YOUR INSTRUCTIONS:
Which of the lines below contain the string "async"? Copy each one.

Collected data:
-=-=-
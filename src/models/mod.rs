//! Data models for the matchday backend.
//!
//! Wire shapes match the frontend contract exactly, including the persisted
//! partition format.

mod attendee;
mod partition;
mod session;

pub use attendee::*;
pub use partition::*;
pub use session::*;
//! Session and attendance boundary endpoints.
//!
//! Thin CRUD surface so sessions exist and RSVPs flow in; the team engine
//! itself lives under `api::teams`.

use axum::{
    extract::{Path, State},
    Json,
};

use super::{success, ApiResult};
use crate::errors::AppError;
use crate::models::{
    Attendee, CreateSessionRequest, RecordAttendanceRequest, Session, UpdateAttendanceRequest,
};
use crate::AppState;

const RSVP_STATUSES: [&str; 3] = ["yes", "no", "maybe"];

/// POST /api/sessions - Create a session.
pub async fn create_session(
    State(state): State<AppState>,
    Json(request): Json<CreateSessionRequest>,
) -> ApiResult<Session> {
    if request.title.trim().is_empty() {
        return Err(AppError::Validation("Title is required".to_string()));
    }

    let session = state.repo.create_session(&request).await?;
    success(session)
}

/// GET /api/sessions/{id} - Get session metadata and flags.
pub async fn get_session(
    State(state): State<AppState>,
    Path(id): Path<String>,
) -> ApiResult<Session> {
    let session = state
        .repo
        .get_session(&id)
        .await?
        .ok_or_else(|| AppError::NotFound(format!("Session {} not found", id)))?;
    success(session)
}

/// POST /api/sessions/{id}/attendances - Record an RSVP for a session.
pub async fn record_attendance(
    State(state): State<AppState>,
    Path(id): Path<String>,
    Json(request): Json<RecordAttendanceRequest>,
) -> ApiResult<Attendee> {
    if request.display_name.trim().is_empty() {
        return Err(AppError::Validation("Display name is required".to_string()));
    }
    if !RSVP_STATUSES.contains(&request.status.as_str()) {
        return Err(AppError::Validation(format!(
            "Unknown RSVP status '{}'",
            request.status
        )));
    }
    if let Some(skill) = request.skill {
        if !(1..=10).contains(&skill) {
            return Err(AppError::Validation(
                "Skill must be between 1 and 10".to_string(),
            ));
        }
    }

    state
        .repo
        .get_session(&id)
        .await?
        .ok_or_else(|| AppError::NotFound(format!("Session {} not found", id)))?;

    let attendee = state.repo.record_attendance(&id, &request).await?;
    success(attendee)
}

/// PUT /api/attendances/{id} - Change an RSVP status.
pub async fn update_attendance(
    State(state): State<AppState>,
    Path(id): Path<String>,
    Json(request): Json<UpdateAttendanceRequest>,
) -> ApiResult<()> {
    if !RSVP_STATUSES.contains(&request.status.as_str()) {
        return Err(AppError::Validation(format!(
            "Unknown RSVP status '{}'",
            request.status
        )));
    }

    state.repo.set_attendance_status(&id, &request.status).await?;
    success(())
}
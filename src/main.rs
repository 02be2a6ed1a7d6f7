//! Matchday Backend
//!
//! REST backend for a pickup-soccer scheduling application. Members RSVP to
//! sessions; admins draft skill-balanced teams, lock them, and reveal them
//! when ready.

mod api;
mod auth;
mod config;
mod db;
mod engine;
mod errors;
mod models;

use std::sync::Arc;

use axum::{
    middleware,
    routing::{get, post, put},
    Router,
};
use tower_http::cors::{Any, CorsLayer};
use tower_http::trace::TraceLayer;
use tracing_subscriber::{layer::SubscriberExt, util::SubscriberInitExt, EnvFilter};

use config::Config;
use db::Repository;

/// Application state shared across all handlers.
#[derive(Clone)]
pub struct AppState {
    pub repo: Arc<Repository>,
    pub config: Arc<Config>,
}

#[tokio::main]
async fn main() -> Result<(), Box<dyn std::error::Error>> {
    // Load configuration
    let config = Config::from_env();

    // Initialize logging
    let env_filter =
        EnvFilter::try_from_default_env().unwrap_or_else(|_| EnvFilter::new(&config.log_level));

    tracing_subscriber::registry()
        .with(env_filter)
        .with(tracing_subscriber::fmt::layer())
        .init();

    tracing::info!("Starting Matchday Backend");
    tracing::info!("Database path: {:?}", config.db_path);
    tracing::info!("Bind address: {}", config.bind_addr);

    // Warn if PSK is not configured
    if config.api_psk.is_none() {
        tracing::warn!("No admin PSK configured (MATCHDAY_API_PSK). Every request is treated as admin!");
    }

    // Initialize database
    let pool = db::init_database(&config.db_path).await?;
    let repo = Arc::new(Repository::new(pool));

    // Create application state
    let state = AppState {
        repo,
        config: Arc::new(config.clone()),
    };

    // Build router
    let app = create_router(state);

    // Start server
    let listener = tokio::net::TcpListener::bind(&config.bind_addr).await?;
    tracing::info!("Server listening on {}", config.bind_addr);

    axum::serve(listener, app).await?;

    Ok(())
}

/// Create the application router with all routes.
pub fn create_router(state: AppState) -> Router {
    // CORS configuration
    let cors = CorsLayer::new()
        .allow_origin(Any)
        .allow_methods(Any)
        .allow_headers(Any);

    // Clone PSK for the auth layer
    let psk = state.config.api_psk.clone();

    // Admin routes: everything that mutates a session or its teams
    let admin_routes = Router::new()
        .route("/sessions", post(api::create_session))
        .route("/sessions/{id}/attendances", post(api::record_attendance))
        .route("/attendances/{id}", put(api::update_attendance))
        .route("/sessions/{id}/teams/randomize", post(api::randomize_teams))
        .route("/sessions/{id}/teams/move", post(api::move_attendee))
        .route("/sessions/{id}/teams/visibility", put(api::set_visibility))
        .layer(middleware::from_fn(move |req, next| {
            auth::psk_auth_layer(psk.clone(), req, next)
        }));

    // Public routes: the team view checks the PSK itself to decide whether
    // hidden teams may be shown
    let public_routes = Router::new()
        .route("/sessions/{id}", get(api::get_session))
        .route("/sessions/{id}/teams", get(api::get_teams));

    // Health check (no auth required)
    let health_routes = Router::new().route("/health", get(health_check));

    Router::new()
        .nest("/api", admin_routes.merge(public_routes))
        .merge(health_routes)
        .layer(cors)
        .layer(TraceLayer::new_for_http())
        .with_state(state)
}

/// Health check endpoint.
async fn health_check() -> &'static str {
    "OK"
}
-=-=-
TASK RESPONSE:
pub async fn create_session(
pub async fn get_session(
pub async fn record_attendance(
pub async fn update_attendance(
async fn main() -> Result<(), Box<dyn std::error::Error>> {
async fn health_check() -> &'static str {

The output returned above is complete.